Anielewicz, Mordechaj, alias Marian, Malachi (Hebrew: Little Angel) (1919/1920 Wyszków or Warsaw – 8.05.1943 Warsaw) – activist of the HaShomer HaTzair and Makabi organisations, member of the Jewish National Committee in the Warsaw Ghetto, commandant of the Jewish Combat Organisation, and the leader of the Warsaw Ghetto Uprising.

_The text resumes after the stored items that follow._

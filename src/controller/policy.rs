//! Injected gravity and slope-speed policies.

use serde::{Deserialize, Serialize};

/// Downward acceleration magnitude for the current vertical velocity.
pub trait GravityPolicy: Send + Sync {
    fn acceleration(&self, velocity_y: f32, jump_held: bool) -> f32;
}

impl<F> GravityPolicy for F
where
    F: Fn(f32, bool) -> f32 + Send + Sync,
{
    fn acceleration(&self, velocity_y: f32, jump_held: bool) -> f32 {
        self(velocity_y, jump_held)
    }
}

/// Speed multiplier for travel along a slope. The argument is positive uphill
/// in the direction of travel.
pub trait SlopeVelocityPolicy: Send + Sync {
    fn multiplier(&self, slope: f32) -> f32;
}

impl<F> SlopeVelocityPolicy for F
where
    F: Fn(f32) -> f32 + Send + Sync,
{
    fn multiplier(&self, slope: f32) -> f32 {
        self(slope)
    }
}

#[derive(Debug, Clone, Copy, PartialEq, Serialize, Deserialize)]
pub struct ConstantGravity(pub f32);

impl GravityPolicy for ConstantGravity {
    fn acceleration(&self, _velocity_y: f32, _jump_held: bool) -> f32 {
        self.0
    }
}

pub const DEFAULT_GRAVITY: ConstantGravity = ConstantGravity(20.0);

#[derive(Debug, Clone, Copy, Default, PartialEq, Serialize, Deserialize)]
pub struct UnitSlopeVelocity;

impl SlopeVelocityPolicy for UnitSlopeVelocity {
    fn multiplier(&self, _slope: f32) -> f32 {
        1.0
    }
}

pub const DEFAULT_SLOPE_VELOCITY: UnitSlopeVelocity = UnitSlopeVelocity;

/// Variable-height jump curve.
///
/// Gravity softens in a band around the apex, tapers off linearly between
/// `taper_velocity` and `terminal_velocity` so falls settle at a terminal
/// speed, and gains `release_gravity` while the actor rises without the jump
/// button held (short hops).
#[derive(Debug, Clone, Copy, PartialEq, Serialize, Deserialize)]
#[serde(default)]
pub struct FloatyGravity {
    pub gravity: f32,
    pub apex_gravity: f32,
    pub apex_band_min: f32,
    pub apex_band_max: f32,
    pub taper_velocity: f32,
    pub terminal_velocity: f32,
    pub release_gravity: f32,
    /// Below this vertical velocity releasing the button no longer matters.
    pub release_cutoff: f32,
}

impl Default for FloatyGravity {
    fn default() -> Self {
        Self {
            gravity: 20.0,
            apex_gravity: 10.0,
            apex_band_min: -1.0,
            apex_band_max: 1.0,
            taper_velocity: -9.0,
            terminal_velocity: -12.0,
            release_gravity: 25.0,
            release_cutoff: -1.0,
        }
    }
}

impl FloatyGravity {
    fn base(&self, velocity_y: f32) -> f32 {
        if velocity_y > self.apex_band_min && velocity_y < self.apex_band_max {
            return self.apex_gravity;
        }
        if velocity_y > self.taper_velocity {
            return self.gravity;
        }
        if velocity_y < self.terminal_velocity {
            return 0.0;
        }
        self.gravity * (velocity_y - self.terminal_velocity)
            / (self.taper_velocity - self.terminal_velocity)
    }

    fn release(&self, velocity_y: f32, jump_held: bool) -> f32 {
        if jump_held || velocity_y < self.release_cutoff {
            0.0
        } else {
            self.release_gravity
        }
    }
}

impl GravityPolicy for FloatyGravity {
    fn acceleration(&self, velocity_y: f32, jump_held: bool) -> f32 {
        self.base(velocity_y) + self.release(velocity_y, jump_held)
    }
}

/// Faster downhill, unchanged on gentle climbs, slower on steep climbs.
#[derive(Debug, Clone, Copy, PartialEq, Serialize, Deserialize)]
#[serde(default)]
pub struct TaperedSlopeVelocity {
    /// Uphill slopes below this angle keep full speed.
    pub free_climb: f32,
    /// Fraction of speed gained or lost per degree outside the free band.
    pub per_degree: f32,
}

impl Default for TaperedSlopeVelocity {
    fn default() -> Self {
        Self {
            free_climb: 30.0,
            per_degree: 0.01,
        }
    }
}

impl SlopeVelocityPolicy for TaperedSlopeVelocity {
    fn multiplier(&self, slope: f32) -> f32 {
        if slope <= 0.0 {
            1.0 - slope * self.per_degree
        } else if slope < self.free_climb {
            1.0
        } else {
            1.0 - (slope - self.free_climb) * self.per_degree
        }
    }
}
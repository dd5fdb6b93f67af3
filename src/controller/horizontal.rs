//! Horizontal pass: low-ceiling crouch, slope snapping, wall sweep, and the
//! bottom-corner check that keeps slope-adjusted moves out of corners.

use bevy::prelude::*;

use super::bounds::Bounds;
use super::contact::TickContacts;
use super::probe::Probe;
use super::state::ActorState;
use crate::error::QueryError;
use crate::geometry::{sign, slope_angle, slope_direction};
use crate::query::{PlatformLookup, SceneQuery};

#[derive(Debug, Clone, Copy, PartialEq, Eq)]
pub(crate) enum Corner {
    BottomLeft,
    BottomRight,
}

/// Whether a corner probe hit should shorten the move.
///
/// Only upward-facing surfaces count. The trailing corner ignores slopes that
/// rise in the direction of travel, which is the surface being climbed.
pub(crate) fn corner_blocks(corner: Corner, dir: f32, normal: Vec2) -> bool {
    if normal.y <= 0.0 {
        return false;
    }
    let slope = slope_angle(normal);
    match corner {
        Corner::BottomLeft => !(dir > 0.0 && slope > 0.0),
        Corner::BottomRight => !(dir < 0.0 && slope < 0.0),
    }
}

/// Resolves the horizontal part of a tick and translates the actor.
/// Returns the displacement actually applied.
pub(crate) fn resolve_horizontal<Q, P>(
    probe: &Probe<'_, Q, P>,
    state: &mut ActorState,
    contacts: &mut TickContacts,
    delta: Vec2,
) -> Result<Vec2, QueryError>
where
    Q: SceneQuery + ?Sized,
    P: PlatformLookup + ?Sized,
{
    let config = probe.config;
    let extents = config.extents();
    let skin = config.skin_width;
    let dir = sign(delta.x);
    let mut bounds = Bounds::compute(state.position, &extents, state.crouching);

    // Stay crouched while something sits between crouch height and full height.
    if !state.crouching {
        let origin_y = state.position.y + extents.up_crouching;
        let clearance = extents.up - extents.up_crouching - skin;
        let left = probe.cast(
            Vec2::new(bounds.left + skin, origin_y),
            Dir2::Y,
            clearance,
            config.solid_layers(),
        )?;
        let right = probe.cast(
            Vec2::new(bounds.right - skin, origin_y),
            Dir2::Y,
            clearance,
            config.solid_layers(),
        )?;
        if left.is_some() || right.is_some() {
            debug!("Low ceiling above {:?}, forcing crouch", state.position);
            state.crouching = true;
            bounds = Bounds::compute(state.position, &extents, state.crouching);
        }
    }

    let mut delta = delta;
    state.slope = None;
    if state.grounded {
        let reach = skin + config.ground_slack;
        let left = probe.cast(
            bounds.bottom_left(),
            Dir2::NEG_Y,
            reach,
            config.walkable_layers(),
        )?;
        let right = probe.cast(
            bounds.bottom_right(),
            Dir2::NEG_Y,
            reach,
            config.walkable_layers(),
        )?;
        let (trailing, leading) = if dir < 0.0 {
            (right, left)
        } else {
            (left, right)
        };

        // Ground falling away ahead, then ground rising ahead. The leading probe wins.
        if let Some(hit) = trailing.filter(|hit| hit.normal.x * dir >= 0.0) {
            state.slope = Some(slope_angle(hit.normal));
            contacts.record_surface(probe.contact(&hit));
        }
        if let Some(hit) = leading.filter(|hit| hit.normal.x * dir <= 0.0) {
            state.slope = Some(slope_angle(hit.normal));
            contacts.record_surface(probe.contact(&hit));
        }

        if let Some(slope) = state.slope.filter(|slope| slope.abs() < config.slope_limit) {
            let speed = delta.length() * probe.slope_velocity.multiplier(slope * dir);
            delta = slope_direction(slope) * speed * dir;
            trace!("Snapped to {slope:.1} degree slope: {delta:?}");
        }
    }

    let heading = delta.normalize_or_zero();
    let mut travel = delta.length();

    // Walls, sampled from just above the feet up to the head.
    let leading_x = if dir < 0.0 { bounds.left } else { bounds.right };
    let stations = config.vertical_rays + 1;
    for station in 1..=stations {
        let height = bounds.down + bounds.height() * station as f32 / stations as f32;
        let Some(hit) = probe.cast_along(
            Vec2::new(leading_x, height),
            heading,
            travel.max(0.0) + skin,
            config.solid_layers(),
        )?
        else {
            continue;
        };
        travel = travel.min(hit.distance - skin);
        contacts.record_obstruction(probe.contact(&hit));
    }

    // The feet sample themselves: a diagonal slope move can clip a corner
    // that no wall ray crosses.
    for (corner, origin) in [
        (Corner::BottomLeft, bounds.bottom_left()),
        (Corner::BottomRight, bounds.bottom_right()),
    ] {
        let Some(hit) = probe.cast_along(
            origin,
            heading,
            travel.max(0.0) + skin,
            config.walkable_layers(),
        )?
        else {
            continue;
        };
        if corner_blocks(corner, dir, hit.normal) {
            travel = travel.min(hit.distance - skin);
        }
    }

    let applied = heading * travel;
    state.translate(applied);
    Ok(applied)
}
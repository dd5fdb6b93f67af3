//! Movement domain: messages emitted while driving controllers.

use bevy::ecs::message::Message;
use bevy::prelude::*;

use crate::controller::Contact;

/// One contact notification from an actor's tick, in delivery order.
/// `contact` is `None` when the actor touched nothing.
#[derive(Debug, Clone, Copy)]
pub struct ContactMessage {
    pub entity: Entity,
    pub contact: Option<Contact>,
}

impl Message for ContactMessage {}
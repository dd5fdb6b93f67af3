//! Kinematic 2D character controller: ray-probed collision resolution for a
//! rectangular actor against static scene geometry, plus the Bevy glue that
//! drives it from keyboard input through `avian2d` spatial queries.

pub mod controller;
pub mod error;
pub mod geometry;
pub mod movement;
pub mod query;

pub use controller::{
    ActorState, Bounds, CharacterController2d, ConstantGravity, Contact, ContactLog,
    ContactObserver, ControllerConfig, Extents, FloatyGravity, GravityPolicy,
    SlopeVelocityPolicy, TaperedSlopeVelocity, TickContacts, TickInput, TickReport,
    UnitSlopeVelocity, DEFAULT_GRAVITY, DEFAULT_SLOPE_VELOCITY,
};
pub use error::{ConfigError, ConfigLoadError, ControllerError, QueryError};
pub use query::{
    Platform, PlatformLookup, PlatformTable, RayHit, RayRecord, RecordingQuery, SceneQuery,
    SegmentScene, SurfaceTag,
};
//! Movement domain: system modules for driving controllers.

pub(crate) mod camera;
pub(crate) mod input;
pub(crate) mod motion;
pub(crate) mod surfaces;

pub use camera::follow_step;
pub use surfaces::SurfaceEffect;

pub(crate) use camera::follow_camera;
pub(crate) use input::read_input;
pub(crate) use motion::{drive_controllers, update_body_sprites, update_facing};
pub(crate) use surfaces::{apply_surface_responses, respawn_players};
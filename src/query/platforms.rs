//! Platform capability lookup keyed by body identity.

use std::collections::HashMap;

use bevy::prelude::*;
use serde::{Deserialize, Serialize};

/// Semantic surface tag carried by a contact. `0` is plain terrain; higher
/// values are interpreted by whoever observes contacts.
#[derive(
    Debug, Clone, Copy, PartialEq, Eq, Hash, Default, PartialOrd, Ord, Serialize, Deserialize,
)]
pub struct SurfaceTag(pub u32);

impl SurfaceTag {
    pub const PLAIN: SurfaceTag = SurfaceTag(0);

    pub fn is_plain(self) -> bool {
        self.0 == 0
    }
}

/// Surface descriptor attached to a body.
///
/// `go_down` only matters for bodies on the platform layer: it lets actors
/// drop through the platform on request.
#[derive(Component, Debug, Clone, Copy, PartialEq, Eq, Serialize, Deserialize)]
pub struct Platform {
    pub surface: SurfaceTag,
    pub go_down: bool,
}

impl Default for Platform {
    fn default() -> Self {
        Self {
            surface: SurfaceTag::PLAIN,
            go_down: true,
        }
    }
}

impl Platform {
    pub fn tagged(surface: u32) -> Self {
        Self {
            surface: SurfaceTag(surface),
            ..default()
        }
    }

    pub fn solid_underside(mut self) -> Self {
        self.go_down = false;
        self
    }
}

/// Answers "does this body carry platform semantics".
pub trait PlatformLookup {
    fn platform(&self, body: Entity) -> Option<Platform>;
}

impl<P: PlatformLookup + ?Sized> PlatformLookup for &P {
    fn platform(&self, body: Entity) -> Option<Platform> {
        (**self).platform(body)
    }
}

/// Lookup for scenes where every body is plain terrain.
#[derive(Debug, Clone, Copy, Default)]
pub struct NoPlatforms;

impl PlatformLookup for NoPlatforms {
    fn platform(&self, _body: Entity) -> Option<Platform> {
        None
    }
}

/// Explicit body -> descriptor table.
#[derive(Debug, Clone, Default)]
pub struct PlatformTable {
    entries: HashMap<Entity, Platform>,
}

impl PlatformTable {
    pub fn new() -> Self {
        Self::default()
    }

    pub fn insert(&mut self, body: Entity, platform: Platform) -> Option<Platform> {
        self.entries.insert(body, platform)
    }

    pub fn remove(&mut self, body: Entity) -> Option<Platform> {
        self.entries.remove(&body)
    }

    pub fn len(&self) -> usize {
        self.entries.len()
    }

    pub fn is_empty(&self) -> bool {
        self.entries.is_empty()
    }
}

impl PlatformLookup for PlatformTable {
    fn platform(&self, body: Entity) -> Option<Platform> {
        self.entries.get(&body).copied()
    }
}
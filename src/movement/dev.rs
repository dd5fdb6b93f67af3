//! Movement domain: sandbox level for trying the controller by hand.

use avian2d::prelude::*;
use bevy::prelude::*;
use rand::{Rng, SeedableRng};
use rand_chacha::ChaCha8Rng;

use crate::controller::ControllerConfig;
use crate::geometry::{cos_deg, sin_deg};
use crate::movement::{CONTROLLER_CONFIG_PATH, ControllerSettings, LevelOutline};
use crate::query::{Platform, PlatformTable, SegmentScene};

pub const LEVEL_SEED: u64 = 0x5EED_0001;
pub const SPAWN_POINT: Vec2 = Vec2::new(-5.0, 3.0);

/// Pixels per world unit on screen.
const PIXELS_PER_UNIT: f32 = 48.0;

const SCATTERED_PLATFORMS: usize = 6;
const SCATTER_MIN: Vec2 = Vec2::new(-24.0, 4.5);
const SCATTER_MAX: Vec2 = Vec2::new(24.0, 12.0);

#[derive(Debug, Clone, Copy, PartialEq)]
pub enum PieceShape {
    Rect { min: Vec2, max: Vec2 },
    Triangle([Vec2; 3]),
}

#[derive(Debug, Clone, PartialEq)]
pub struct LevelPiece {
    pub name: &'static str,
    pub shape: PieceShape,
    /// One-way platforms live on the platform layer.
    pub one_way: bool,
    pub platform: Option<Platform>,
}

impl LevelPiece {
    fn solid(name: &'static str, min: Vec2, max: Vec2) -> Self {
        Self {
            name,
            shape: PieceShape::Rect { min, max },
            one_way: false,
            platform: None,
        }
    }

    fn ramp(name: &'static str, corners: [Vec2; 3]) -> Self {
        Self {
            name,
            shape: PieceShape::Triangle(corners),
            one_way: false,
            platform: None,
        }
    }

    fn one_way(name: &'static str, min: Vec2, max: Vec2, platform: Platform) -> Self {
        Self {
            name,
            shape: PieceShape::Rect { min, max },
            one_way: true,
            platform: Some(platform),
        }
    }

    fn tagged(mut self, surface: u32) -> Self {
        self.platform = Some(Platform::tagged(surface));
        self
    }

    pub fn outline(&self) -> Vec<Vec2> {
        match self.shape {
            PieceShape::Rect { min, max } => vec![
                min,
                Vec2::new(max.x, min.y),
                max,
                Vec2::new(min.x, max.y),
            ],
            PieceShape::Triangle(corners) => corners.to_vec(),
        }
    }

    /// Collider and placement for the physics world.
    pub fn collider(&self) -> (Collider, Transform) {
        match self.shape {
            PieceShape::Rect { min, max } => {
                let size = max - min;
                let center = (min + max) * 0.5;
                (
                    Collider::rectangle(size.x, size.y),
                    Transform::from_translation(center.extend(0.0)),
                )
            }
            PieceShape::Triangle([a, b, c]) => (Collider::triangle(a, b, c), Transform::default()),
        }
    }

    pub fn layers(&self, config: &ControllerConfig) -> LayerMask {
        if self.one_way {
            config.platform_layers()
        } else {
            config.solid_layers()
        }
    }

    fn color(&self) -> Color {
        match (self.one_way, self.platform.map(|p| p.surface.0)) {
            (true, _) => Color::srgb(0.55, 0.42, 0.3),
            (false, Some(1)) => Color::srgb(0.3, 0.45, 0.85),
            (false, Some(2)) => Color::srgb(0.7, 0.9, 0.95),
            (false, Some(3)) => Color::srgb(0.9, 0.45, 0.7),
            (false, Some(4)) => Color::srgb(0.95, 0.85, 0.3),
            _ => Color::srgb(0.4, 0.5, 0.4),
        }
    }
}

/// Hand-built terrain plus one-way platforms scattered from `seed`.
///
/// The floor top sits at y = 0. Tagged patches are inset flush with it.
pub fn sandbox_layout(seed: u64) -> Vec<LevelPiece> {
    let ramp_rise = 6.0 * sin_deg(30.0) / cos_deg(30.0);
    let steep_rise = 2.0 * sin_deg(60.0) / cos_deg(60.0);

    let mut pieces = vec![
        LevelPiece::solid("floor_west", Vec2::new(-30.0, -1.0), Vec2::new(-4.0, 0.0)),
        LevelPiece::solid("checkpoint", Vec2::new(-4.0, -1.0), Vec2::new(-2.0, 0.0)).tagged(4),
        LevelPiece::solid("floor_middle", Vec2::new(-2.0, -1.0), Vec2::new(16.0, 0.0)),
        LevelPiece::solid("conveyor", Vec2::new(16.0, -1.0), Vec2::new(20.0, 0.0)).tagged(1),
        LevelPiece::solid("ice", Vec2::new(20.0, -1.0), Vec2::new(24.0, 0.0)).tagged(2),
        LevelPiece::solid("floor_east", Vec2::new(24.0, -1.0), Vec2::new(30.0, 0.0)),
        LevelPiece::solid("wall_west", Vec2::new(-31.0, -1.0), Vec2::new(-30.0, 16.0)),
        LevelPiece::solid("wall_east", Vec2::new(30.0, -1.0), Vec2::new(31.0, 16.0)).tagged(3),
        LevelPiece::ramp(
            "ramp_30",
            [
                Vec2::new(4.0, 0.0),
                Vec2::new(10.0, 0.0),
                Vec2::new(10.0, ramp_rise),
            ],
        ),
        LevelPiece::solid("plateau", Vec2::new(10.0, 0.0), Vec2::new(13.0, ramp_rise)),
        LevelPiece::ramp(
            "ramp_60",
            [
                Vec2::new(-8.0, 0.0),
                Vec2::new(-10.0, steep_rise),
                Vec2::new(-10.0, 0.0),
            ],
        ),
        LevelPiece::solid("crawlspace", Vec2::new(-20.0, 1.2), Vec2::new(-14.0, 2.2)),
        LevelPiece::one_way(
            "ledge",
            Vec2::new(-2.0, 2.25),
            Vec2::new(2.0, 2.5),
            Platform::default(),
        ),
        LevelPiece::one_way(
            "grate",
            Vec2::new(-27.0, 3.0),
            Vec2::new(-23.0, 3.25),
            Platform::default().solid_underside(),
        ),
    ];

    let mut rng = ChaCha8Rng::seed_from_u64(seed);
    for _ in 0..SCATTERED_PLATFORMS {
        let width = rng.random_range(2.0..5.0);
        let x = rng.random_range(SCATTER_MIN.x..SCATTER_MAX.x - width);
        let y = rng.random_range(SCATTER_MIN.y..SCATTER_MAX.y);
        pieces.push(LevelPiece::one_way(
            "scattered",
            Vec2::new(x, y),
            Vec2::new(x + width, y + 0.25),
            Platform::default(),
        ));
    }

    pieces
}

/// Headless copy of a layout for driving controllers without a physics world.
pub fn layout_scene(
    pieces: &[LevelPiece],
    config: &ControllerConfig,
    world: &mut World,
) -> (SegmentScene, PlatformTable) {
    let mut scene = SegmentScene::new();
    let mut table = PlatformTable::new();
    for piece in pieces {
        let body = world.spawn(Name::new(piece.name)).id();
        scene.add_polygon(&piece.outline(), body, piece.layers(config));
        if let Some(platform) = piece.platform {
            table.insert(body, platform);
        }
    }
    (scene, table)
}

pub(crate) fn load_controller_settings(mut commands: Commands) {
    let path = std::path::Path::new(CONTROLLER_CONFIG_PATH);
    commands.insert_resource(ControllerSettings::load_or_default(path));
}

pub(crate) fn spawn_camera(mut commands: Commands) {
    commands.spawn((
        Camera2d,
        Projection::Orthographic(OrthographicProjection {
            scale: 1.0 / PIXELS_PER_UNIT,
            ..OrthographicProjection::default_2d()
        }),
        Transform::from_translation(SPAWN_POINT.extend(0.0)),
    ));
}

pub(crate) fn spawn_sandbox_level(mut commands: Commands, settings: Res<ControllerSettings>) {
    let pieces = sandbox_layout(LEVEL_SEED);
    info!(
        "Spawning sandbox level: {} pieces, seed {:#x}",
        pieces.len(),
        LEVEL_SEED
    );

    for piece in &pieces {
        let (collider, transform) = piece.collider();
        let mut entity = commands.spawn((
            Name::new(piece.name),
            RigidBody::Static,
            collider,
            transform,
            CollisionLayers::new(piece.layers(&settings.config), LayerMask::ALL),
            LevelOutline {
                points: piece.outline(),
                color: piece.color(),
            },
        ));
        if let Some(platform) = piece.platform {
            entity.insert(platform);
        }
    }
}

pub(crate) fn draw_level_outlines(outlines: Query<&LevelOutline>, mut gizmos: Gizmos) {
    for outline in &outlines {
        let Some(&first) = outline.points.first() else {
            continue;
        };
        gizmos.linestrip_2d(
            outline.points.iter().copied().chain(std::iter::once(first)),
            outline.color,
        );
    }
}
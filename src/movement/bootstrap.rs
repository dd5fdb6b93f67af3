//! Movement domain: player bootstrap from the loaded controller settings.

use avian2d::prelude::*;
use bevy::prelude::*;

use crate::controller::{CharacterController2d, ControllerConfig};
use crate::movement::dev::SPAWN_POINT;
use crate::movement::systems::motion::body_rect;
use crate::movement::{ControlTuning, ControllerSettings, Facing, Player, SurfaceResponse};

/// Controller for a player at `position`, using the game's jump curve and
/// slope speeds.
pub fn player_controller(
    config: &ControllerConfig,
    tuning: &ControlTuning,
    position: Vec2,
) -> Result<CharacterController2d, crate::error::ControllerError> {
    Ok(CharacterController2d::new(config.clone(), position)?
        .with_gravity(tuning.gravity)
        .with_slope_velocity(tuning.slope_velocity))
}

pub(crate) fn spawn_player(
    mut commands: Commands,
    settings: Res<ControllerSettings>,
    tuning: Res<ControlTuning>,
    existing_player: Query<Entity, With<Player>>,
) {
    if !existing_player.is_empty() {
        info!("Player already exists, skipping spawn");
        return;
    }

    let config = &settings.config;
    let controller = match player_controller(config, &tuning, SPAWN_POINT) {
        Ok(controller) => controller,
        Err(err) => {
            error!("Cannot spawn player: {}", err);
            return;
        }
    };

    // Box relative to the actor position.
    let body = body_rect(&controller);

    info!(
        "Spawning player at {:?}: box {}x{}, {} jumps",
        SPAWN_POINT,
        body.width(),
        body.height(),
        config.jump_limit
    );

    commands
        .spawn((
            (
                Player,
                Facing::default(),
                SurfaceResponse::new(config.acceleration, SPAWN_POINT),
                controller,
            ),
            Transform::from_translation(SPAWN_POINT.extend(1.0)),
            Visibility::default(),
        ))
        .with_children(|parent| {
            parent.spawn((
                Sprite {
                    color: Color::srgb(0.9, 0.9, 0.9),
                    custom_size: Some(body.size()),
                    ..default()
                },
                Transform::from_translation(body.center().extend(0.0)),
                // Member of the player layer only, which no probe mask includes.
                RigidBody::Kinematic,
                Collider::rectangle(body.width(), body.height()),
                Sensor,
                CollisionLayers::new(config.player_layers(), LayerMask::NONE),
            ));
        });
}
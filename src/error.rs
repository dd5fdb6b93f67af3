//! Error types for configuration, scene queries, and controller ticks.

use std::path::PathBuf;

use thiserror::Error;

/// A controller configuration that would produce wrong collision behaviour.
#[derive(Debug, Clone, PartialEq, Error)]
pub enum ConfigError {
    #[error("'{field}' must be finite, got {value}")]
    NonFinite { field: &'static str, value: f32 },

    #[error("skin width must be positive, got {0}")]
    NonPositiveSkin(f32),

    #[error("skin width {skin} must be smaller than '{field}' ({extent})")]
    SkinTooWide {
        field: &'static str,
        extent: f32,
        skin: f32,
    },

    #[error("'{field}' = {value} is outside [{min}, {max}]")]
    OutOfRange {
        field: &'static str,
        value: f32,
        min: f32,
        max: f32,
    },

    #[error(
        "crouch extent {upper_crouch} leaves no clearance below upper extent {upper} with skin {skin}"
    )]
    CrouchExtent {
        upper_crouch: f32,
        upper: f32,
        skin: f32,
    },

    #[error("player mask {player:#x} overlaps the probe masks {probes:#x}")]
    OverlappingMasks { player: u32, probes: u32 },
}

/// Failure while reading a configuration file.
#[derive(Debug, Error)]
pub enum ConfigLoadError {
    #[error("failed to read {}: {source}", path.display())]
    Io {
        path: PathBuf,
        #[source]
        source: std::io::Error,
    },

    #[error("failed to parse {file}: {message}")]
    Parse { file: String, message: String },

    #[error("unsupported config format for {} (expected .ron or .json)", .0.display())]
    UnsupportedFormat(PathBuf),
}

/// Failure reported by a scene query backend. Fatal for the tick that hit it.
#[derive(Debug, Clone, PartialEq, Error)]
#[error("scene query failed: {message}")]
pub struct QueryError {
    pub message: String,
}

impl QueryError {
    pub fn new(message: impl Into<String>) -> Self {
        Self {
            message: message.into(),
        }
    }
}

#[derive(Debug, Clone, PartialEq, Error)]
pub enum ControllerError {
    #[error("invalid controller config: {0}")]
    Config(#[from] ConfigError),

    #[error(transparent)]
    Query(#[from] QueryError),

    #[error("tick duration must be positive and finite, got {0}")]
    InvalidTimestep(f32),
}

Anielewicz was brought up in Warsaw’s Powiśle district, among the children of Polish paupers. His parents ran a shop at Tamka Street. In 1933, Anielewicz graduated from a seven-grade Tarbut school with Hebrew as the medium of instruction. He then enrolled in the private La-Or (Hebrew: Towards the Light) Men’s Middle School in Nalewki Street. In the same period he was a member of the revisionist Beitar organisation (in the years 1933-1935). He took his maturity exam in 1933. After joining Beitar he acted as a well-known activist of the leftist Zionist HaShomer HaTzair scout organisation; he became a member of its Warsaw branch in 1937 and was appointed to its high command in 1939. He organised self-defence groups fighting against the National Radical Camp. As a representative of HaShomer HaTzair, he established good relations with the Polish Scouting Organisation, which turned out to be beneficial after the outbreak of war in 1939, for example for the members of HaShomer HaTzair in Vilnius.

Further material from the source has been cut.